ROCK YOU LIKE A HURRICANE (some text hidden)

By Jonathan Crouch

Lamborghini's Huracan has the responsibility of replacing the Gallardo; the biggest-selling model in the company's history. Jonathan Crouch assesses its chances.

Ten Second Reviewword count: 48

The 610PS Lamborghini Huracan inherits a modified version of the Gallardo's 5.2-litre V10 engine but virtually everything else is new. A carbon/aluminium chassis, a twin-clutch transmission, a more flexible all-wheel drive system and smarter electronics to keep you tied to the road are just some of the highlights.

Backgroundword count: 159

Ferruccio Lamborghini was a man of straightforward aspirations. When asked why he set out to build sports cars, his response had a logic that was as true in 1963 as it is today. "It's very simple" he said. "In the past, I have bought some of the most famous Gran Turismo cars and in each of these magnificent machines I have found some faults. Too hot. Or uncomfortable. Or not sufficiently fast. Or not perfectly finished. Now I want to make a GT car without faults. Not a technical bomb. Very normal. Very conventional. But a perfect car." Those words could have been used to describe the ethos of the Lamborghini Huracan. Designed to replace the Gallardo, by far and away the best-selling model in Lamborghini's history, the Huracan looks to bring a newfound accessibility to Sant'Agata's entry-level model. Can Audi's money achieve this without the accompanying accusations of dumbing down the brand? It's a fine line, for sure.
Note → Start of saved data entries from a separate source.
//! Per-call render data.
//!
//! Nothing in this module outlives a single render call. The renderer itself
//! only holds immutable settings; everything that varies between calls flows
//! through the types below.
//!
//! - [`Params`]: caller-side builder for view parameters
//! - [`Bindings`]: the sanitized execution scope shared by the view and the
//!   template pass
//! - [`RenderRequest`]: a view name, its parameters and an optional status
//!   code for the output sink

use serde::Serialize;
use serde_json::{Map, Value};

use crate::error::RenderError;
use crate::sanitize::sanitize_value;

/// Names the execution scope defines itself.
///
/// A parameter with one of these names would shadow or be shadowed by the
/// template backend's own variables, so it is rejected up front.
pub const RESERVED_BINDINGS: &[&str] = &["loop", "self", "super", "caller", "varargs", "kwargs"];

/// Builder for view parameters.
///
/// Any `Serialize` value can be passed to
/// [`ViewRenderer::render`](crate::ViewRenderer::render); `Params` is a
/// convenience for building a parameter object inline.
///
/// ```rust
/// use piece_render::Params;
///
/// let params = Params::new()
///     .with("title", "Inbox")
///     .with("unread", 3);
/// assert_eq!(params.len(), 2);
/// ```
#[derive(Debug, Clone, Default, PartialEq, Serialize)]
#[serde(transparent)]
pub struct Params(Map<String, Value>);

impl Params {
    /// Creates an empty parameter set.
    pub fn new() -> Self {
        Self::default()
    }

    /// Adds a parameter, replacing any previous value under the same name.
    pub fn with(mut self, name: impl Into<String>, value: impl Into<Value>) -> Self {
        self.insert(name, value);
        self
    }

    /// Inserts a parameter in place.
    pub fn insert(&mut self, name: impl Into<String>, value: impl Into<Value>) {
        self.0.insert(name.into(), value.into());
    }

    /// Inserts raw bytes of unknown encoding as text.
    ///
    /// Invalid UTF-8 sequences are replaced with U+FFFD; the text is escaped
    /// at render time like any other string parameter.
    pub fn insert_bytes(&mut self, name: impl Into<String>, bytes: &[u8]) {
        self.0
            .insert(name.into(), Value::String(String::from_utf8_lossy(bytes).into_owned()));
    }

    /// Number of parameters.
    pub fn len(&self) -> usize {
        self.0.len()
    }

    /// Whether no parameters have been added.
    pub fn is_empty(&self) -> bool {
        self.0.is_empty()
    }
}

impl From<Map<String, Value>> for Params {
    fn from(map: Map<String, Value>) -> Self {
        Self(map)
    }
}

/// The sanitized variables visible to a view or template while it executes.
///
/// Built once per render call and passed by reference to both passes.
#[derive(Debug, Clone, Default, PartialEq)]
pub struct Bindings(Map<String, Value>);

impl Bindings {
    /// Builds bindings from arbitrary serializable parameters.
    ///
    /// # Errors
    ///
    /// - [`RenderError::Serialization`] if `params` cannot be serialized
    /// - [`RenderError::InvalidInput`] if `params` is not a map (or unit/null)
    ///   or uses a name from [`RESERVED_BINDINGS`]
    pub fn from_params<P: Serialize + ?Sized>(params: &P) -> Result<Self, RenderError> {
        match serde_json::to_value(params)? {
            Value::Null => Ok(Self::default()),
            Value::Object(map) => Self::from_map(map),
            other => Err(RenderError::InvalidInput(format!(
                "view parameters must be a map of names to values, got {}",
                json_kind(&other)
            ))),
        }
    }

    fn from_map(map: Map<String, Value>) -> Result<Self, RenderError> {
        if let Some(reserved) = map.keys().find(|k| RESERVED_BINDINGS.contains(&k.as_str())) {
            return Err(RenderError::InvalidInput(format!(
                "parameter name `{}` is reserved by the template scope",
                reserved
            )));
        }
        Ok(Self(
            map.into_iter()
                .map(|(name, value)| (name, sanitize_value(value)))
                .collect(),
        ))
    }

    /// Looks up a binding by dotted path (`user.name`, `items.0`).
    pub fn lookup(&self, path: &str) -> Option<&Value> {
        let mut parts = path.split('.');
        let mut current = self.0.get(parts.next()?)?;

        for part in parts {
            current = match current {
                Value::Object(map) => map.get(part)?,
                Value::Array(arr) => {
                    let index: usize = part.parse().ok()?;
                    arr.get(index)?
                }
                _ => return None,
            };
        }

        Some(current)
    }

    /// The bindings as a JSON map.
    pub fn as_map(&self) -> &Map<String, Value> {
        &self.0
    }

    /// Whether there are no bindings.
    pub fn is_empty(&self) -> bool {
        self.0.is_empty()
    }
}

impl Serialize for Bindings {
    fn serialize<S: serde::Serializer>(&self, serializer: S) -> Result<S::Ok, S::Error> {
        self.0.serialize(serializer)
    }
}

fn json_kind(value: &Value) -> &'static str {
    match value {
        Value::Null => "null",
        Value::Bool(_) => "a boolean",
        Value::Number(_) => "a number",
        Value::String(_) => "a string",
        Value::Array(_) => "a sequence",
        Value::Object(_) => "a map",
    }
}

/// A complete render request: which view, with what, and the status to report.
///
/// The status code is not used by rendering itself; it is handed to the
/// [`OutputSink`](crate::output::OutputSink) together with the markup.
#[derive(Debug, Clone, PartialEq)]
pub struct RenderRequest {
    /// View name, resolved against the configured folder and extension.
    pub view_name: String,
    /// Parameters, always a JSON object.
    pub params: Params,
    /// Response status for the sink, if the caller wants one applied.
    pub status_code: Option<u16>,
}

impl RenderRequest {
    /// Creates a request for `view_name` with no parameters.
    pub fn new(view_name: impl Into<String>) -> Self {
        Self {
            view_name: view_name.into(),
            params: Params::new(),
            status_code: None,
        }
    }

    /// Sets the parameters.
    pub fn with_params(mut self, params: Params) -> Self {
        self.params = params;
        self
    }

    /// Sets the status code handed to the output sink.
    pub fn with_status(mut self, status: u16) -> Self {
        self.status_code = Some(status);
        self
    }
}
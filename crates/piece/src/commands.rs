//! Command implementations.

use std::io::Write;
use std::path::Path;

use anyhow::{bail, Context, Result};
use piece_render::{
    MiniJinjaEngine, Params, RenderRequest, Settings, SimpleEngine, ViewRenderer, WriterSink,
};

use crate::{EngineChoice, ViewArgs};

/// Renders a view and writes the markup (and optionally CGI headers) to `out`.
pub fn render(
    config: &Path,
    input: &ViewArgs,
    status: Option<u16>,
    cgi: bool,
    out: impl Write,
) -> Result<()> {
    let renderer = build_renderer(config, input.engine)?;
    let mut request = RenderRequest::new(&input.view).with_params(load_params(input)?);
    request.status_code = status;

    let mut sink = if cgi {
        WriterSink::with_headers(out)
    } else {
        WriterSink::new(out)
    };
    renderer
        .render_to(&request, &mut sink)
        .with_context(|| format!("failed to render view '{}'", input.view))?;
    Ok(())
}

/// Renders a view and reports which files were used.
pub fn check(config: &Path, input: &ViewArgs, mut out: impl Write) -> Result<()> {
    let renderer = build_renderer(config, input.engine)?;
    let params = load_params(input)?;

    let rendered = renderer
        .render_view(&input.view, &params)
        .with_context(|| format!("view '{}' failed to render", input.view))?;

    writeln!(out, "view:     {}", rendered.view_path.display())?;
    writeln!(
        out,
        "template: {} ({})",
        rendered.template_ref,
        rendered.template_path.display()
    )?;
    writeln!(out, "output:   {} bytes", rendered.html.len())?;
    Ok(())
}

fn build_renderer(config: &Path, engine: EngineChoice) -> Result<ViewRenderer> {
    let settings = Settings::from_file(config)
        .with_context(|| format!("failed to load settings from {}", config.display()))?;
    tracing::info!(
        views = %settings.views_folder().display(),
        extension = settings.file_extension(),
        "loaded settings"
    );

    let renderer = ViewRenderer::new(settings);
    Ok(match engine {
        EngineChoice::Minijinja => renderer.with_engine(MiniJinjaEngine::new()),
        EngineChoice::Simple => renderer.with_engine(SimpleEngine::new()),
    })
}

fn load_params(input: &ViewArgs) -> Result<Params> {
    let text = match (&input.params, &input.params_file) {
        (Some(inline), _) => inline.clone(),
        (None, Some(path)) => std::fs::read_to_string(path)
            .with_context(|| format!("failed to read params file {}", path.display()))?,
        (None, None) => return Ok(Params::new()),
    };

    let value: serde_json::Value =
        serde_json::from_str(&text).context("parameters are not valid JSON")?;
    match value {
        serde_json::Value::Object(map) => Ok(Params::from(map)),
        serde_json::Value::Null => Ok(Params::new()),
        _ => bail!("parameters must be a JSON object"),
    }
}
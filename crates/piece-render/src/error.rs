//! Error types for view rendering.
//!
//! This module provides [`RenderError`], the error type returned by every
//! public rendering operation. It hides the template backend's own error type
//! so callers match on a stable set of failure kinds.

use std::fmt;
use std::path::PathBuf;

/// Which of the two files in a render call an error refers to.
#[derive(Debug, Clone, Copy, PartialEq, Eq)]
pub enum FileKind {
    /// The view file named by the caller.
    View,
    /// The layout template named by the view's `@template` directive.
    Template,
}

impl fmt::Display for FileKind {
    fn fmt(&self, f: &mut fmt::Formatter<'_>) -> fmt::Result {
        match self {
            FileKind::View => f.write_str("view"),
            FileKind::Template => f.write_str("template"),
        }
    }
}

/// Error type for view rendering operations.
///
/// Every failure aborts the whole render call; there is no partial output.
#[derive(Debug)]
pub enum RenderError {
    /// Settings are missing a required key or could not be loaded.
    Config(String),

    /// The caller passed an unusable view name or parameter set.
    InvalidInput(String),

    /// The resolved view or template file does not exist.
    NotFound {
        /// Whether the view or the template was missing.
        kind: FileKind,
        /// The fully resolved path that was checked.
        path: PathBuf,
    },

    /// The view output has no `@template('...');` directive.
    Parse(String),

    /// Splicing the view body into the template produced no output.
    Render(String),

    /// The template backend rejected or failed to evaluate a file.
    Template(String),

    /// Parameters could not be converted into bindings.
    Serialization(String),

    /// I/O error while reading a view or template.
    Io(std::io::Error),
}

impl RenderError {
    pub(crate) fn not_found(kind: FileKind, path: impl Into<PathBuf>) -> Self {
        RenderError::NotFound {
            kind,
            path: path.into(),
        }
    }
}

impl fmt::Display for RenderError {
    fn fmt(&self, f: &mut fmt::Formatter<'_>) -> fmt::Result {
        match self {
            RenderError::Config(msg) => write!(f, "configuration error: {}", msg),
            RenderError::InvalidInput(msg) => write!(f, "invalid input: {}", msg),
            RenderError::NotFound { kind, path } => {
                write!(f, "{} not found: {}", kind, path.display())
            }
            RenderError::Parse(msg) => write!(f, "view parse error: {}", msg),
            RenderError::Render(msg) => write!(f, "render error: {}", msg),
            RenderError::Template(msg) => write!(f, "template error: {}", msg),
            RenderError::Serialization(msg) => write!(f, "serialization error: {}", msg),
            RenderError::Io(err) => write!(f, "I/O error: {}", err),
        }
    }
}

impl std::error::Error for RenderError {
    fn source(&self) -> Option<&(dyn std::error::Error + 'static)> {
        match self {
            RenderError::Io(err) => Some(err),
            _ => None,
        }
    }
}

impl From<std::io::Error> for RenderError {
    fn from(err: std::io::Error) -> Self {
        RenderError::Io(err)
    }
}

impl From<serde_json::Error> for RenderError {
    fn from(err: serde_json::Error) -> Self {
        RenderError::Serialization(err.to_string())
    }
}

impl From<crate::settings::SettingsError> for RenderError {
    fn from(err: crate::settings::SettingsError) -> Self {
        RenderError::Config(err.to_string())
    }
}

// Backend errors all surface as template failures, except serialization of
// bindings which is the caller's data.
impl From<minijinja::Error> for RenderError {
    fn from(err: minijinja::Error) -> Self {
        use minijinja::ErrorKind;

        match err.kind() {
            ErrorKind::BadSerialization => RenderError::Serialization(err.to_string()),
            _ => RenderError::Template(err.to_string()),
        }
    }
}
Driving Experienceword count: 251

There aren't many aspects of the Huracan that are typically old-school Lamborghini. The 5.2-litre normally-aspirated 610PS V10 engine that bucks a trend whereby most rivals are switching to smaller capacity turbocharged units is one holdout. Virtually everything else about the dynamics of this car embraces the new. With an all-wheel drive system that can direct up to 100 per cent of drive to the rear wheels if necessary, optional adaptive damping, a seven-speed dual-clutch gearchange, carbon ceramic brakes, a hybrid aluminium and carbon-fibre chassis and electrically-assisted steering, the Huracin might look like an evolution of the Gallardo theme, but the execution is a generation forward. It's now a more civilised car to drive. The ride quality is better, the dual-clutch transmission far better than crudity of the old single-clutch shift and the carbon ceramic brakes are excellent, capable of subtle modulation without that 'nothing, nothing, brick wall' feel of prior Lambo carbon stoppers. Of course, it's concussively quick, that 610PS shifting just 1,422kg up the road to 100km/h in 3.2 seconds, 200km/h in just 9.9 seconds and on to a top speed of 202mph, and the sound effects are as animalistic as before, with an extra side of crackling on the overrun. Some have groused about understeer at the limit and the suspicion that the electronics still intervene to deny throttle even when the control systems are switched off, but this is the entry-level car. It's designed for a specific audience and harder-edged Huracans will doubtless be along in due course.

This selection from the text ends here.